Krb5p encrypts the NFS traffic in transit. Data-in-transit encryption secures data as it moves between hosts and the NAS, protecting against unauthorized access and ensuring the confidentiality of organizational information, especially during man-in-the-middle attacks. KRb5i will also be available which does not include encryption, but does add validation that data has not been tampered with.

Core storage improvements

End to End (E2E) 4kn support 

In 9.0, the 4Kn E2E feature introduces support for:

  • Front end – 4K VMDKs presented to VMs
  • Back end – 4Kn NVMe SSDs for vSAN ESA. OSA will not support 4Kn SSDs.
  • ESXi will also support 4Kn SCSI SSDs for local VMFS and external storage.

SEsparse as default snapshot with NFS and VMFS-5 

Historically snapshots have a rather larg I/O impact. Space Efficient Sparse Virtual Disks (or SE Sparse Disks for short) were designed to alleviate two issues that the legacy vmfsSparse format has.

  1. Space reclamation with snapshots. SESparse allows for granular tunable space reclamation while snapshots are in use (common for VDI use cases). 
  2. Read latency and storage performance impacts caused by multiple reads required when snapshots are in use. 

Performance is improved using a probabilistic data structure like Bloom Filter and is targeted to optimize read work flow especially for first level snapshot. In addition SESparse support grain size/block allocation unit size is now tunable to match the backing storage platform.

SparseSE Snapshots have been the default for VMDKs over 2TB on VMFS5 since vSphere 7 Update 2 and later. Now with vSphere 9, SEsparse will be the default for NFS and all VMFS-5 VMDKs of all size. This will improve latency and throughput of read I/O while a snapshot is open and in operation. NFS will now also now use this snapshotting format, when the VAAI snapshot offload plugin is not in use. 
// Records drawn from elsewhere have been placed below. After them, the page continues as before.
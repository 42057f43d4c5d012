use crate::response::AppError;
use crate::routes::common::parse_id;
use axum::{
    Json,
    extract::{Path, State},
};
use db::models::car::Model as CarModel;
use util::state::AppState;

/// DELETE /car/{id}
///
/// ### Responses
/// - `200 OK` → the removed Car
/// - `404 Not Found` → `{ "error": "Car not found" }`
pub async fn delete_car(
    State(app_state): State<AppState>,
    Path(id): Path<String>,
) -> Result<Json<CarModel>, AppError> {
    let id = parse_id(&id, "Car")?;
    CarModel::delete_returning(app_state.db(), id)
        .await?
        .map(Json)
        .ok_or_else(|| AppError::not_found("Car not found"))
}
pub use sea_orm_migration::prelude::*;

mod migrations;
mod migrator;

pub use migrator::Migrator;
use crate::seed::{Seeder, run_seeder};
use crate::seeds::{
    brand::BrandSeeder, car::CarSeeder, language::LanguageSeeder,
    team_and_player::TeamAndPlayerSeeder, user::UserSeeder,
};
use colored::*;
use migration::{Migrator, MigratorTrait};

mod seed;
mod seeds;

#[tokio::main]
async fn main() {
    let db = match db::connect().await {
        Ok(db) => db,
        Err(e) => {
            eprintln!("{} {}", "Failed to connect to database:".red(), e);
            std::process::exit(1);
        }
    };

    if let Err(e) = Migrator::up(&db, None).await {
        eprintln!("{} {}", "Failed to run migrations:".red(), e);
        std::process::exit(1);
    }

    for (seeder, name) in [
        (Box::new(UserSeeder) as Box<dyn Seeder + Send + Sync>, "User"),
        (Box::new(BrandSeeder), "Brand"),
        (Box::new(CarSeeder), "Car"),
        (Box::new(LanguageSeeder), "Language"),
        (Box::new(TeamAndPlayerSeeder), "TeamAndPlayer"),
    ] {
        run_seeder(&*seeder, name, &db).await;
    }
}
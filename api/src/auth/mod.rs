pub mod claims;
pub mod extractors;
pub mod guards;
pub mod middleware;

pub use claims::{AuthUser, Claims};

use chrono::{Duration, Utc};
use jsonwebtoken::{Algorithm, DecodingKey, EncodingKey, Header, Validation, decode, encode};
use util::config;

/// Generates a JWT and its expiry timestamp for a given user.
pub fn generate_jwt(
    user_id: i64,
    email: &str,
) -> Result<(String, String), jsonwebtoken::errors::Error> {
    let expiry = Utc::now() + Duration::minutes(config::jwt_duration_minutes() as i64);

    let claims = Claims {
        sub: user_id,
        email: email.to_owned(),
        exp: expiry.timestamp() as usize,
    };

    let token = encode(
        &Header::default(),
        &claims,
        &EncodingKey::from_secret(config::jwt_secret().as_bytes()),
    )?;

    Ok((token, expiry.to_rfc3339()))
}

/// Verifies signature and expiry and returns the claims.
pub fn decode_jwt(token: &str) -> Result<Claims, jsonwebtoken::errors::Error> {
    decode::<Claims>(
        token,
        &DecodingKey::from_secret(config::jwt_secret().as_bytes()),
        &Validation::new(Algorithm::HS256),
    )
    .map(|data| data.claims)
}
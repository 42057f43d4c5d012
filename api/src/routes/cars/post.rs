use super::common::{CreateCarRequest, ensure_references};
use crate::response::AppError;
use crate::routes::common::ValidJson;
use axum::{Json, extract::State, http::StatusCode};
use db::models::car::{CarWithRelations, Model as CarModel, NewCar};
use util::state::AppState;

/// POST /car
///
/// ### Request Body
/// ```json
/// { "model": "Ibiza", "plate": "1234ABC", "power": 110, "brandId": 1, "ownerId": 2 }
/// ```
///
/// ### Responses
/// - `201 Created` → Car with `brand` and `owner`
/// - `400 Bad Request` → validation failure or `"Brand 9 does not exist"` /
///   `"User 9 does not exist"`
pub async fn create_car(
    State(app_state): State<AppState>,
    ValidJson(req): ValidJson<CreateCarRequest>,
) -> Result<(StatusCode, Json<CarWithRelations>), AppError> {
    let db = app_state.db();
    ensure_references(db, req.brand_id, req.owner_id).await?;

    let car = CarModel::create(
        db,
        NewCar {
            model: req.model,
            plate: req.plate,
            power: req.power,
            brand_id: req.brand_id,
            owner_id: req.owner_id,
        },
    )
    .await?;

    let car = CarModel::with_relations(db, vec![car])
        .await?
        .pop()
        .ok_or_else(|| AppError::Internal("created car vanished".into()))?;
    Ok((StatusCode::CREATED, Json(car)))
}
use sea_orm_migration::prelude::*;

use crate::migrations;

pub struct Migrator;

#[async_trait::async_trait]
impl MigratorTrait for Migrator {
    fn migrations() -> Vec<Box<dyn MigrationTrait>> {
        vec![
            Box::new(migrations::m202510190001_create_users::Migration),
            Box::new(migrations::m202510190002_create_brands::Migration),
            Box::new(migrations::m202510190003_create_cars::Migration),
            Box::new(migrations::m202510190004_create_programming_languages::Migration),
            Box::new(migrations::m202510190005_create_teams::Migration),
            Box::new(migrations::m202510190006_create_players::Migration),
        ]
    }
}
vNVMe 1.4 spec support – Support for Write Zero command


With 9.0 NVMe 1.4 vNVMe support allows for the guest operating system to use the NVMe Write Zeroes command is used to set a range of logical blocks to 0. This command is similar to the SCSI WRITE_SAME command, but is limited to the use of zeros. 
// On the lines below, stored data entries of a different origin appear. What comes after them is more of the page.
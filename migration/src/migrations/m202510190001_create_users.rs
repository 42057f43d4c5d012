use sea_orm_migration::prelude::*;

pub struct Migration;

impl MigrationName for Migration {
    fn name(&self) -> &str {
        "m202510190001_create_users"
    }
}

#[async_trait::async_trait]
impl MigrationTrait for Migration {
    async fn up(&self, manager: &SchemaManager) -> Result<(), DbErr> {
        manager
            .create_table(
                Table::create()
                    .table(Alias::new("users"))
                    .if_not_exists()
                    .col(ColumnDef::new(Alias::new("id")).integer().not_null().auto_increment().primary_key())
                    .col(ColumnDef::new(Alias::new("first_name")).string().not_null())
                    .col(ColumnDef::new(Alias::new("last_name")).string())
                    .col(ColumnDef::new(Alias::new("email")).string().not_null().unique_key())
                    .col(ColumnDef::new(Alias::new("password_hash")).string().not_null())
                    .col(ColumnDef::new(Alias::new("created_at")).timestamp().not_null().default(Expr::cust("CURRENT_TIMESTAMP")))
                    .col(ColumnDef::new(Alias::new("updated_at")).timestamp().not_null().default(Expr::cust("CURRENT_TIMESTAMP")))
                    .to_owned(),
            )
            .await
    }

    async fn down(&self, manager: &SchemaManager) -> Result<(), DbErr> {
        manager
            .drop_table(Table::drop().table(Alias::new("users")).to_owned())
            .await
    }
}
iSCSI Multiple Connections per Session support

Ideally, iSCSI should be deployed using Multi-path I/O (MPIO) for fault tolerant connections to hosts. This requires unique physical paths for each VMkernel port, and that path failover not be handled by link state, or by using teaming policies on the NICs as deterministic paths are used. iSCSI also historically uses only a single connection, making any attempt at deploying it over any form of NIC Teaming/ or Link Aggregation Group (LAG) to only use a single path as hashing algorithms could not balance traffic over a single connection. 

iSCSI with multiple connections per session provides the following benefits:

1. Allows the use of multiple links when a single Vmkernel port is paired with a LAG with sufficiently advanced hashing. 

2. Allows potentially increased throughput, when the link speeds exceed the storage arrays ability to process TCP with a single connection thread.

Please confirm with your storage vendor if this is a supported or recommended configuration.  

Deprecation of NPIV

As previously noted, N-Port ID Virtualization (NIPV) was deprecated and is now removed in 9.0.